Figure 3.

a, b) ATR-FTIR spectra of Lys^RA (a) and Lys fibrils (b), shown in black, with the contributions obtained by curve fitting colored as follows: red: β sheet, green: random/α helix, blue: turns and loops, gray: side chains. c) SDS-PAGE of fibril samples isolated by ultracentrifugation during proteolysis. d) Positions of cleavage sites indicated on the polypeptide chain; rectangles and arrows indicate the location of the native α helices and β strands.
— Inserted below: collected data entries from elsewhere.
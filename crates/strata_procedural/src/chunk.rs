//! # Chunk Generator
//!
//! Fills a [`VoxelBuffer`] from a chunk's height grid.
//!
//! ## Column Composition
//!
//! For a column of height `h`, bottom-up:
//!
//! ```text
//! y >= h          Air
//! y == h-1        top block (Grass, or the biome's override)
//! h-5 ..= h-2     Dirt
//! y <  h-5        Stone
//! ```
//!
//! Biomes change only the height field and the single top block; the
//! layering is the same everywhere.

use strata_core::{Biome, BiomeTable, BlockType, ChunkCoord, VoxelBuffer, WorldConfig};

use crate::height::HeightFieldSampler;
use crate::landmark::Landmark;

/// Dirt layers under the top block.
pub const DIRT_LAYERS: i32 = 4;

/// Deterministic chunk generator.
///
/// Owns its [`HeightFieldSampler`]; `generate` takes `&self` and touches no
/// shared state, so one generator can serve every worker thread.
#[derive(Clone, Debug)]
pub struct ChunkGenerator {
    sampler: HeightFieldSampler,
    biomes: BiomeTable,
    chunk_size: usize,
    chunk_height: usize,
    block_size: f64,
}

impl ChunkGenerator {
    /// Creates a generator for a world.
    #[must_use]
    pub fn new(config: &WorldConfig) -> Self {
        Self {
            sampler: HeightFieldSampler::new(config),
            biomes: config.biomes.clone(),
            chunk_size: config.chunk_size as usize,
            chunk_height: config.chunk_height as usize,
            block_size: config.block_size,
        }
    }

    /// The height sampler.
    #[inline]
    #[must_use]
    pub const fn sampler(&self) -> &HeightFieldSampler {
        &self.sampler
    }

    /// Generates one chunk.
    ///
    /// `landmarks` must already be materialized for the chunk's 3×3 region
    /// neighbourhood, in region order.
    #[must_use]
    pub fn generate(&self, coord: ChunkCoord, biome: Biome, landmarks: &[Landmark]) -> VoxelBuffer {
        let grid = self.sampler.height_grid(coord, biome, landmarks);
        let rule = self.biomes.get(biome).top_block;
        let mut voxels = VoxelBuffer::new(self.chunk_size, self.chunk_height);

        for z in 0..self.chunk_size {
            for x in 0..self.chunk_size {
                let height = grid.get(x, z);
                let top = rule.resolve(height - 1, self.block_size);
                Self::fill_column(&mut voxels, x, z, height, top);
            }
        }

        tracing::trace!(
            "Generated chunk ({}, {}) as {}: {} solid voxels",
            coord.x,
            coord.z,
            biome.name(),
            voxels.solid_count()
        );

        voxels
    }

    /// Writes one column of height `height` with the given top block.
    fn fill_column(voxels: &mut VoxelBuffer, x: usize, z: usize, height: i32, top: BlockType) {
        let top_y = height - 1;
        for y in 0..height {
            let block = if y == top_y {
                top
            } else if y >= top_y - DIRT_LAYERS {
                BlockType::Dirt
            } else {
                BlockType::Stone
            };
            voxels.set(x, y as usize, z, block);
        }
    }
}

#[cfg(test)]
mod tests {
    use super::*;

    fn column(voxels: &VoxelBuffer, x: usize, z: usize) -> Vec<BlockType> {
        (0..voxels.height()).map(|y| voxels.get(x, y, z)).collect()
    }

    #[test]
    fn test_generation_is_byte_identical() {
        let config = WorldConfig::test();
        let a = ChunkGenerator::new(&config);
        let b = ChunkGenerator::new(&config);

        for coord in [ChunkCoord::new(0, 0), ChunkCoord::new(-3, 5)] {
            let va = a.generate(coord, Biome::Hills, &[]);
            let vb = b.generate(coord, Biome::Hills, &[]);
            assert_eq!(va.as_bytes(), vb.as_bytes());
        }
    }

    #[test]
    fn test_column_composition() {
        let generator = ChunkGenerator::new(&WorldConfig::test());
        let coord = ChunkCoord::new(1, 2);
        let voxels = generator.generate(coord, Biome::Forest, &[]);

        for z in 0..16 {
            for x in 0..16 {
                let h = generator.sampler().height_blocks(
                    coord.world_x(16) + x as i32,
                    coord.world_z(16) + z as i32,
                    Biome::Forest,
                    &[],
                ) as usize;
                let col = column(&voxels, x, z);

                assert_eq!(col[h - 1], BlockType::Grass);
                for (y, block) in col.iter().enumerate().take(h - 1) {
                    let expected = if y + 5 >= h { BlockType::Dirt } else { BlockType::Stone };
                    assert_eq!(*block, expected, "column ({x}, {z}) y={y} h={h}");
                }
                assert!(col[h..].iter().all(|b| b.is_air()));
            }
        }
    }

    #[test]
    fn test_top_block_overrides() {
        let generator = ChunkGenerator::new(&WorldConfig::test());
        let coord = ChunkCoord::new(0, 0);

        let desert = generator.generate(coord, Biome::Desert, &[]);
        let snow = generator.generate(coord, Biome::Snow, &[]);
        for z in 0..16 {
            for x in 0..16 {
                let top = desert.top_solid(x, z).unwrap();
                assert_eq!(desert.get(x, top, z), BlockType::Sand);
                if top > 0 {
                    assert_ne!(desert.get(x, top - 1, z), BlockType::Sand);
                }

                let top = snow.top_solid(x, z).unwrap();
                assert_eq!(snow.get(x, top, z), BlockType::Snow);
            }
        }
    }

    #[test]
    fn test_snow_line_rule() {
        let mut config = WorldConfig::test();
        // Everything above 0 length units is over the snow line
        config.biomes.hills.top_block = strata_core::TopBlockRule::SnowAbove {
            altitude: 0.0,
            below: BlockType::Stone,
        };
        let generator = ChunkGenerator::new(&config);
        let voxels = generator.generate(ChunkCoord::new(0, 0), Biome::Hills, &[]);

        for z in 0..16 {
            for x in 0..16 {
                let top = voxels.top_solid(x, z).unwrap();
                let expected = if top > 0 { BlockType::Snow } else { BlockType::Stone };
                assert_eq!(voxels.get(x, top, z), expected);
            }
        }
    }

    #[test]
    fn test_every_column_is_solid_at_bottom() {
        let generator = ChunkGenerator::new(&WorldConfig::test());
        for biome in Biome::ALL {
            let voxels = generator.generate(ChunkCoord::new(7, -7), biome, &[]);
            for z in 0..16 {
                for x in 0..16 {
                    assert!(voxels.get(x, 0, z).is_solid());
                    assert!(voxels.get(x, 99, z).is_air());
                }
            }
        }
    }
}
The protease-resistant region of Lys^RA fibrils encompasses residues 29–108; almost exactly the same region (32–108) was found to be protease-resistant in early aggregates of Lys,[24] but maturation progressively transforms these species into fibrils protected from proteolysis (E. Frare, personal communication). e) Disaggregation by GdnHCl of fibrils formed by Lys^RA (gray) and Lys (black). f) Effect of fibrils formed by Lys^RA (gray) and Lys (black) on SH-SY5Y cells evaluated by the calcein viability assay; the mean and the 95 % confidence interval after three experiments are reported. g) Normalized aggregation propensity of the human proteome as a function of cellular localization and of the presence of disulfide bonds. The numbers in white represent the number of sequences belonging to each class.